News Release

Compulsory schooling laws could bolster free community college argument

Study finds mandatory education boosted economy, workforce

Peer-Reviewed Publication

University of Kansas

LAWRENCE -- Providing two years of free community college to qualifying students is expected to be a hot topic during the 2016 presidential campaign.

President Barack Obama introduced the plan earlier this year, aimed at boosting educational attainment and workforce opportunities of thousands of students -- especially those from low-income families. Support for expanded education is not the purview of one party, however; President George W. Bush also frequently referenced the significance of two-year colleges. Tennessee and Oregon are offering free community college to qualifying students.

A University of Kansas researcher has found -- as part of a recent study published in the journal Social Forces -- that educational expansion worked once before in creating better jobs and upgrading the opportunities of the American workforce.

Emily Rauscher, a KU assistant professor of sociology, examined state-level data from 1850 to 1930, when states began instituting compulsory schooling laws requiring students to attend school up to a certain age. She found that compulsory schooling laws significantly increased school attendance rates, especially among lower-class children, and also shifted the occupational distribution toward skilled and non-manual occupations.

"These findings suggest that building a more educated workforce helped create more skilled jobs and raised the occupational distribution," Rauscher said.

Even though the findings of her study centered on data that is decades old, it could provide useful insights today regarding economic development and the potential benefits of creating a skilled workforce, she said. As states adopted compulsory schooling laws, those most affected were students of lower socio-economic status, whose parents worked in mostly non-skilled and manual labor jobs.

Access to more education gave these students broader opportunities to pursue careers that weren't limited to non-skilled and manual labor. Importantly, Rauscher noted that the benefits were not limited to the students affected by the laws. The types of jobs available changed for everyone.

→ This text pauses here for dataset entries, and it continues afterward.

//! Configuration for the runtime caches.

use std::time::Duration;

/// Default TTL for generic cache entries written with [`TtlCache::set_default`].
///
/// [`TtlCache::set_default`]: crate::TtlCache::set_default
pub const DEFAULT_TTL: Duration = Duration::from_secs(300);

/// Default lifetime of an idle SCORM attempt sub-map.
pub const DEFAULT_SCORM_SESSION_TTL: Duration = Duration::from_secs(2 * 60 * 60);

/// SCORM 2004 `cmi.suspend_data` limit, used as the general value bound.
pub const DEFAULT_MAX_VALUE_LEN: usize = 64_000;

/// Configuration for the cache context.
#[derive(Debug, Clone)]
pub struct CacheConfig {
    /// TTL applied by `set_default` on the generic cache.
    pub default_ttl: Duration,

    /// How long an attempt's CMI values survive without a write.
    pub scorm_session_ttl: Duration,

    /// Values longer than this are truncated by sanitization.
    pub max_value_len: usize,
}

impl Default for CacheConfig {
    fn default() -> Self {
        Self {
            default_ttl: DEFAULT_TTL,
            scorm_session_ttl: DEFAULT_SCORM_SESSION_TTL,
            max_value_len: DEFAULT_MAX_VALUE_LEN,
        }
    }
}

impl CacheConfig {
    /// Create a new configuration with default values.
    pub fn new() -> Self {
        Self::default()
    }

    /// Set the default TTL for generic cache entries.
    pub fn with_default_ttl(mut self, ttl: Duration) -> Self {
        self.default_ttl = ttl;
        self
    }

    /// Set the SCORM attempt TTL.
    pub fn with_scorm_session_ttl(mut self, ttl: Duration) -> Self {
        self.scorm_session_ttl = ttl;
        self
    }

    /// Set the maximum sanitized value length.
    pub fn with_max_value_len(mut self, len: usize) -> Self {
        self.max_value_len = len;
        self
    }
}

In their book "The Race between Education and Technology," economists Claudia Goldin and Lawrence F. Katz point out that education in the early 20th century helped promote innovation but also generated new technologies that favored non-skilled occupations and shifted the occupational distribution away from skilled occupations.

This is still a concern now, Rauscher said, as technology in some cases cuts into manufacturing jobs in the United States. Communities with lower socio-economic status or lower levels of education tend to suffer the most from this type of change.

"If we could help kids of lower socioeconomic status and non-white kids get at least to community college, then that would be beneficial for everyone," Rauscher said. "It would be beneficial for them, and it would be beneficial for society too in creating better jobs."

Rauscher pointed out that the reason for these benefits is unclear. She said the students who benefitted from compulsory schooling laws could have created new businesses or entered existing companies with ideas that would create and produce more skilled jobs for others.

Alternatively, students who attended school were likely more prepared to enter the work force as they learned how to behave on the job and other soft skills that are necessary for a productive employee.

Sociologists today, such as Robert Putnam, author of the book "Our Kids: The American Dream in Crisis," grapple with economic inequality and maintain it is more difficult than it was 50 years ago for children of lower socio-economic status to move up the ladder.

Rauscher, whose study measured effects at the state rather than individual level, said her findings suggest a structural or large-scale change in education policy could benefit students at the bottom of the economic ladder.

A blanket federal compulsory education law mandating that all U.S. students attend school until age 18 or a proposal similar to a community college mandate could make a difference, she said.

"I would hope that you could have similar benefits today from that type of policy because it could help address the concern that it's harder to move up the social ladder," Rauscher said. "By creating more good jobs - or opportunities near the top of distribution - that would at least give more possibilities for people to move up."